Es sind schreckliche Dinge, die Mykyta Horban in russischer Gefangenschaft erleiden musste. Schläge, Elektroschocks, Erfrierungen und Befragungen unter Folter: Doch er ist immerhin frei. Anders als sein Vater, der bis heute in einem Straflager in Russland sitzt. Beide Zivilisten machten sich nur einer Sache schuldig: Sie sind Ukrainer. Aber das war genug, um schlimmste Folter durch russische Soldaten erleiden zu müssen.
Horban berichtet, dass die ersten russischen Kräfte am 6. Tag der Invasion in sein Heimatdorf kamen. Das kleine Örtchen Andrijiwka liegt an der Landstraße T1019 etwa auf halber Strecke zwischen der Kreisstadt Makariw und Borodjanka, das von russischen Truppen heftig beschossen wurde.
Auch in Andrijiwka gab es Gefechte zwischen den ukrainischen Verteidigern und den russischen Invasionstruppen. Als die Gefechte etwas abflauten, wollte Mykyta Horbans Vater Oleksandr Holumenko nach draußen gehen, um nach dem Rechten zu schauen. Doch die Russen griffen ihn auf. „Dann kamen sie in den Keller und richteten ihre Gewehre auf uns“, berichtet Horban. „Erst als sie unser Kind sahen, senkten sie die Waffen.“

Beim Verhör gab es Schläge vor der ersten Frage
Doch sie verbanden Mykyta Horban und seinem Vater die Augen, führten beide ab. „Wir wurden sofort zum Verhör gebracht und direkt ohne eine Frage geschlagen“, berichtet der heute 32-Jährige. Das Verhör ging über Stunden. Ukrainische Positionen sollten sie verraten. Doch von denen hatten beide keine Ahnung. Horban arbeitete vor dem russischen Angriff als Laborassistent in einem Krankenhaus, sein Vater als Ingenieur und Elektriker. „Dann führten uns die Russen auf ein Feld. Dort mussten wir uns aufstellen und sie schossen mit Kugeln direkt an unseren Köpfen vorbei“, erzählt er von dieser Nacht. Nach den Scheinerschießungen schlugen sie seinem Vater mit einem Schraubenschlüssel auf die Hände, brachen ihm die Finger.

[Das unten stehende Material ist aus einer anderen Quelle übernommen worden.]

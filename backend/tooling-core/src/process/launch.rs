use crate::error::process::ProcessError;
use crate::process::ServerProcess;

use common::ErrorLocation;

use models::{JvmMode, ServerInstance};

use std::env;
use std::ffi::OsString;
use std::panic::Location;
use std::path::{Path, PathBuf};
use std::process::Stdio;

use log::{debug, info};
use tokio::process::Command as TokioCommand;

const JAVA_HOME_ENV: &str = "JAVA_HOME";
#[cfg(windows)]
const JAVA_BINARY: &str = "java.exe";
#[cfg(not(windows))]
const JAVA_BINARY: &str = "java";
const BOOTSTRAP_JAR: &str = "glassfish.jar";
const MODULES_DIR: &str = "modules";
const GLASSFISH_DIR: &str = "glassfish";
const DOMAIN_NAME_FLAG: &str = "-domainname";
const DOMAIN_DIR_FLAG: &str = "-domaindir";

/// Starts the local server process of an instance.
pub trait ProcessLauncher: Send + Sync {
    fn launch(&self, instance: &ServerInstance) -> Result<ServerProcess, ProcessError>;
}

/// Launches the domain admin server JVM directly from the installation's
/// bootstrap jar with stdout and stderr piped for the log view.
#[derive(Debug, Default, Clone)]
pub struct JvmLauncher;

impl JvmLauncher {
    pub(crate) fn java_binary(instance: &ServerInstance) -> PathBuf {
        let java_home = instance
            .java_home
            .clone()
            .or_else(|| env::var_os(JAVA_HOME_ENV).map(PathBuf::from));

        match java_home {
            Some(home) => home.join("bin").join(JAVA_BINARY),
            None => PathBuf::from(JAVA_BINARY),
        }
    }

    #[track_caller]
    pub(crate) fn bootstrap_jar(instance: &ServerInstance) -> Result<PathBuf, ProcessError> {
        if let Some(home) = &instance.server_home {
            return Ok(home.join(MODULES_DIR).join(BOOTSTRAP_JAR));
        }
        if let Some(root) = &instance.server_root {
            return Ok(root.join(GLASSFISH_DIR).join(MODULES_DIR).join(BOOTSTRAP_JAR));
        }
        Err(ProcessError::Configuration {
            message: format!("Instance '{}' has no server home or install root", instance.name),
            location: ErrorLocation::from(Location::caller()),
        })
    }

    /// Full argument list after the `java` binary.
    #[track_caller]
    pub fn arguments(instance: &ServerInstance) -> Result<Vec<OsString>, ProcessError> {
        let domain_dir = instance.domain_dir().ok_or_else(|| ProcessError::Configuration {
            message: format!("Instance '{}' has no local domains folder", instance.name),
            location: ErrorLocation::from(Location::caller()),
        })?;

        let mut args: Vec<OsString> = Vec::new();

        if instance.jvm_mode == JvmMode::Debug {
            args.push(OsString::from(format!(
                "-agentlib:jdwp=transport=dt_socket,address={},server=y,suspend=n",
                instance.debug_port
            )));
        }

        args.extend(instance.jvm_args.iter().map(OsString::from));
        args.push(OsString::from("-jar"));
        args.push(Self::bootstrap_jar(instance)?.into_os_string());
        args.push(OsString::from(DOMAIN_NAME_FLAG));
        args.push(OsString::from(&instance.domain_name));
        args.push(OsString::from(DOMAIN_DIR_FLAG));
        args.push(domain_dir.into_os_string());

        Ok(args)
    }

    fn working_dir(instance: &ServerInstance) -> Option<&Path> {
        instance
            .server_home
            .as_deref()
            .or(instance.server_root.as_deref())
    }
}

impl ProcessLauncher for JvmLauncher {
    fn launch(&self, instance: &ServerInstance) -> Result<ServerProcess, ProcessError> {
        if instance.is_remote() {
            return Err(ProcessError::Configuration {
                message: format!("Instance '{}' is remote and cannot be launched", instance.name),
                location: ErrorLocation::from(Location::caller()),
            });
        }

        let java = Self::java_binary(instance);
        let args = Self::arguments(instance)?;

        debug!(
            "Launching {} {}",
            java.display(),
            args.iter()
                .map(|a| a.to_string_lossy())
                .collect::<Vec<_>>()
                .join(" ")
        );

        let mut cmd = TokioCommand::new(&java);
        cmd.args(&args)
            .stdin(Stdio::null())
            .stdout(Stdio::piped())
            .stderr(Stdio::piped());
        if let Some(dir) = Self::working_dir(instance) {
            cmd.current_dir(dir);
        }

        let child = cmd.spawn().map_err(|e| ProcessError::Spawn {
            message: format!("Failed to launch {}: {e}", java.display()),
            location: ErrorLocation::from(Location::caller()),
            source: Box::new(e),
        })?;

        info!(
            "Launched server '{}' (PID: {:?})",
            instance.name,
            child.id()
        );

        Ok(ServerProcess::from_child(child))
    }
}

Zunächst blieben die beiden Männer barfuß, doch dann gab man ihnen die Schuhe zurück. „Aber sie haben Wasser reingegossen und uns gezwungen sie anzuziehen“, erzählt der Ex-Gefangene. Anfang März herrschten tiefe Minusgrade in der Ukraine. Drei bis vier Tage mussten sie auf dem offenen Feld bleiben, bis ein Gefangenentransport sie vorbei an der Atomruine von Tschernobyl nach Belarus brachte. „Von dort ging es mit dem Hubschrauber in die russische Region Kursk“, so Mykyta Horban.
Da habe er bereits schwere Erfrierungen an den Füßen gehabt, sein Vater einige Finger verloren. „Es gab dort erst mal keine medizinische Versorgung und zur Begrüßung wurden wir auch sofort wieder geschlagen“, erzählt er. „Einmal in der Woche bekam ich einen neuen Verband, das war es.“ Ständig habe es Verhöre gegeben, weitere Schläge und Quälereien mit Elektroschocks, unglaubliche Schmerzen.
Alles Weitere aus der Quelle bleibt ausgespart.